Several factors influence the CLA content of beef as breed, sex, seasonal variation, type of muscle, production practices but diet plays the most important role. Dietary CLA from beef can be increased by manipulation of animal diets. CLA concentration in beef can be influenced by dietary containing oils or oilseeds high in PUFA, usually linoleic or linolenic fatty acids.These dietary practices can increase CLA concentrations up to 3 fold [5, 8]. Moreover, trans-11 18:1 (vaccenic acid,VA) is the precursor of cis-9,trans-11 18:2 ( rumenic acid, RA) is the major CLA isomer in animal and humans and, therefore, it might be considered as a fatty acid with beneficial properties.

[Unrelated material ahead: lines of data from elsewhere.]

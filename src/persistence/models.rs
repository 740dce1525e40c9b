//! Database models for events and snapshots.

use chrono::{DateTime, Utc};
use serde::{Deserialize, Serialize};
use uuid::Uuid;

/// A stored event row from the `events` table.
#[derive(Debug, Clone, Serialize, Deserialize)]
pub struct StoredEvent {
    /// Auto-increment row ID.
    pub id: i64,
    /// Match that generated the event.
    pub match_id: Uuid,
    /// Event type discriminator (e.g. `"match_requested"`).
    pub event_type: String,
    /// JSONB payload with event-specific data.
    pub payload: serde_json::Value,
    /// Server-side creation timestamp.
    pub created_at: DateTime<Utc>,
}

/// A match snapshot row from the `match_snapshots` table.
#[derive(Debug, Clone, Serialize, Deserialize)]
pub struct MatchSnapshot {
    /// Auto-increment row ID.
    pub id: i64,
    /// Match that was snapshotted.
    pub match_id: Uuid,
    /// Status string at snapshot time.
    pub status: String,
    /// Full match request state as JSONB.
    pub match_json: serde_json::Value,
    /// Snapshot timestamp.
    pub snapshot_at: DateTime<Utc>,
}

/// A dog snapshot row from the `dog_snapshots` table.
#[derive(Debug, Clone, Serialize, Deserialize)]
pub struct DogSnapshot {
    /// Auto-increment row ID.
    pub id: i64,
    /// Dog that was snapshotted.
    pub dog_id: Uuid,
    /// Owner of the dog at snapshot time.
    pub owner_id: Uuid,
    /// Full profile state as JSONB.
    pub profile_json: serde_json::Value,
    /// Snapshot timestamp.
    pub snapshot_at: DateTime<Utc>,
}
//! Viewer-relative projections of match requests.
//!
//! Storage is symmetric (requester and requested columns); presentation is
//! not. Given a viewer, each match resolves to a direction, the viewer's
//! own dog versus the partner dog, and a set of derived action flags. None
//! of this is stored.

use serde::{Deserialize, Serialize};

use super::dog::{DogSummary, Gender};
use super::match_request::{MatchOutcome, MatchRequest, MatchStatus, PartyRole, StatusTimestamps};
use super::MatchId;

/// Whether the viewer initiated the match request.
#[derive(Debug, Clone, Copy, PartialEq, Eq, Serialize, Deserialize)]
#[serde(rename_all = "snake_case")]
pub enum MatchDirection {
    /// The viewer is the requester.
    Sent,
    /// The viewer is the requested party.
    Received,
}

impl MatchDirection {
    /// Returns the lowercase string form used on the wire.
    #[must_use]
    pub const fn as_str(&self) -> &'static str {
        match self {
            Self::Sent => "sent",
            Self::Received => "received",
        }
    }
}

impl From<PartyRole> for MatchDirection {
    fn from(role: PartyRole) -> Self {
        match role {
            PartyRole::Requester => Self::Sent,
            PartyRole::Requested => Self::Received,
        }
    }
}

/// A match request as seen from one participant's side.
#[derive(Debug, Clone, PartialEq, Serialize, Deserialize)]
pub struct MatchView {
    /// The underlying match.
    pub match_id: MatchId,
    /// Sent or received, relative to the viewer.
    pub direction: MatchDirection,
    /// Current lifecycle status.
    pub status: MatchStatus,
    /// The viewer's participating dog.
    pub my_dog: DogSummary,
    /// The other side's dog.
    pub partner_dog: DogSummary,
    /// Compatibility score of the pairing at view time.
    pub compatibility_score: u8,
    /// The request is pending and it is the viewer's turn to respond.
    pub requires_response: bool,
    /// The viewer may cancel (requester side, non-terminal status).
    pub can_cancel: bool,
    /// The match awaits an outcome that this viewer is eligible to submit.
    pub awaiting_my_outcome: bool,
    /// Per-status timestamps.
    pub timestamps: StatusTimestamps,
    /// Note left by the requester at creation.
    pub requester_notes: Option<String>,
    /// Note left by the requested party when responding.
    pub responder_notes: Option<String>,
    /// The recorded outcome, once completed.
    pub outcome: Option<MatchOutcome>,
}

impl MatchView {
    /// Projects `request` onto `role`'s side of the pairing.
    ///
    /// `my_dog` and `partner_dog` must be the summaries of the dogs on the
    /// corresponding sides; `score` is the pairing's compatibility score.
    #[must_use]
    pub fn project(
        request: &MatchRequest,
        role: PartyRole,
        my_dog: DogSummary,
        partner_dog: DogSummary,
        score: u8,
    ) -> Self {
        let requires_response =
            request.status == MatchStatus::Pending && role == PartyRole::Requested;
        let can_cancel = role == PartyRole::Requester && !request.status.is_terminal();
        let awaiting_my_outcome = request.status == MatchStatus::AwaitingConfirmation
            && my_dog.gender == Some(Gender::Female);
        Self {
            match_id: request.id,
            direction: MatchDirection::from(role),
            status: request.status,
            my_dog,
            partner_dog,
            compatibility_score: score,
            requires_response,
            can_cancel,
            awaiting_my_outcome,
            timestamps: request.timestamps,
            requester_notes: request.requester_notes.clone(),
            responder_notes: request.responder_notes.clone(),
            outcome: request.outcome.clone(),
        }
    }
}

/// The "my matches" groupings, derived from current status.
///
/// `pending` and `awaiting_confirmation` mirror their statuses, `history`
/// holds everything resolved (declined, cancelled, both completed states),
/// and `all` holds every match. Accepted matches appear only in `all`.
#[derive(Debug, Clone, Default, PartialEq, Serialize, Deserialize)]
pub struct MatchGroups {
    /// Matches still waiting for a response.
    pub pending: Vec<MatchView>,
    /// Matches waiting for an outcome.
    pub awaiting_confirmation: Vec<MatchView>,
    /// Resolved matches.
    pub history: Vec<MatchView>,
    /// Every match, regardless of status.
    pub all: Vec<MatchView>,
}

impl MatchGroups {
    /// Partitions `views` into the four groupings, preserving input order.
    #[must_use]
    pub fn partition(views: Vec<MatchView>) -> Self {
        let mut groups = Self {
            pending: Vec::new(),
            awaiting_confirmation: Vec::new(),
            history: Vec::new(),
            all: Vec::new(),
        };
        for view in &views {
            match view.status {
                MatchStatus::Pending => groups.pending.push(view.clone()),
                MatchStatus::AwaitingConfirmation => {
                    groups.awaiting_confirmation.push(view.clone());
                }
                MatchStatus::Accepted => {}
                MatchStatus::Declined
                | MatchStatus::Cancelled
                | MatchStatus::CompletedSuccess
                | MatchStatus::CompletedFailed => groups.history.push(view.clone()),
            }
        }
        groups.all = views;
        groups
    }
}

/// Status counts over a user's matches.
#[derive(Debug, Clone, Copy, Default, PartialEq, Eq, Serialize, Deserialize)]
pub struct MatchCounts {
    /// Every match involving the user.
    pub total: usize,
    /// Currently pending.
    pub pending: usize,
    /// Currently accepted.
    pub accepted: usize,
    /// Currently awaiting an outcome.
    pub awaiting_confirmation: usize,
    /// Completed successfully.
    pub successes: usize,
    /// Completed in failure.
    pub failures: usize,
    /// Declined or cancelled.
    pub declines: usize,
}

impl MatchCounts {
    /// Tallies counts over a slice of views.
    #[must_use]
    pub fn tally(views: &[MatchView]) -> Self {
        let mut counts = Self {
            total: views.len(),
            ..Self::default()
        };
        for view in views {
            match view.status {
                MatchStatus::Pending => counts.pending += 1,
                MatchStatus::Accepted => counts.accepted += 1,
                MatchStatus::AwaitingConfirmation => counts.awaiting_confirmation += 1,
                MatchStatus::CompletedSuccess => counts.successes += 1,
                MatchStatus::CompletedFailed => counts.failures += 1,
                MatchStatus::Declined | MatchStatus::Cancelled => counts.declines += 1,
            }
        }
        counts
    }
}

Soybean oil is one of the few plant sources providing ample amounts of both essential fatty acids 18:2 n-6 and 18:3 n-3. The fatty acid content of soy foods is often unrecognized by health professionals, perhaps because there is so much focus on soy proteins. Soybeans are used in cattle, poultry and pigs diets and could be a more important source of 18:3 n-3 for animal nutrition and also increase 18:3 n-3 and its fatty acids metabolites in meats. Genomics, specifically marker assisted plant breeding combined with recombinant DNA technology, provided powerful means for modifying the composition of oilseeds to improve their nutritional value and provide the functional properties required for various food oils [9].

Thus, the manipulation of the fatty acid composition in ruminant meat to reduce SFA content and the n-6/n-3 ratio whilst, simultaneously increasing the PUFA and CLA contents, is the major importance in meat research. The supplementation of ruminant diets with PUFA rich lipids is the most effective approach to decrease saturated FA and promote the enrichment of CLA and n-3 PUFA.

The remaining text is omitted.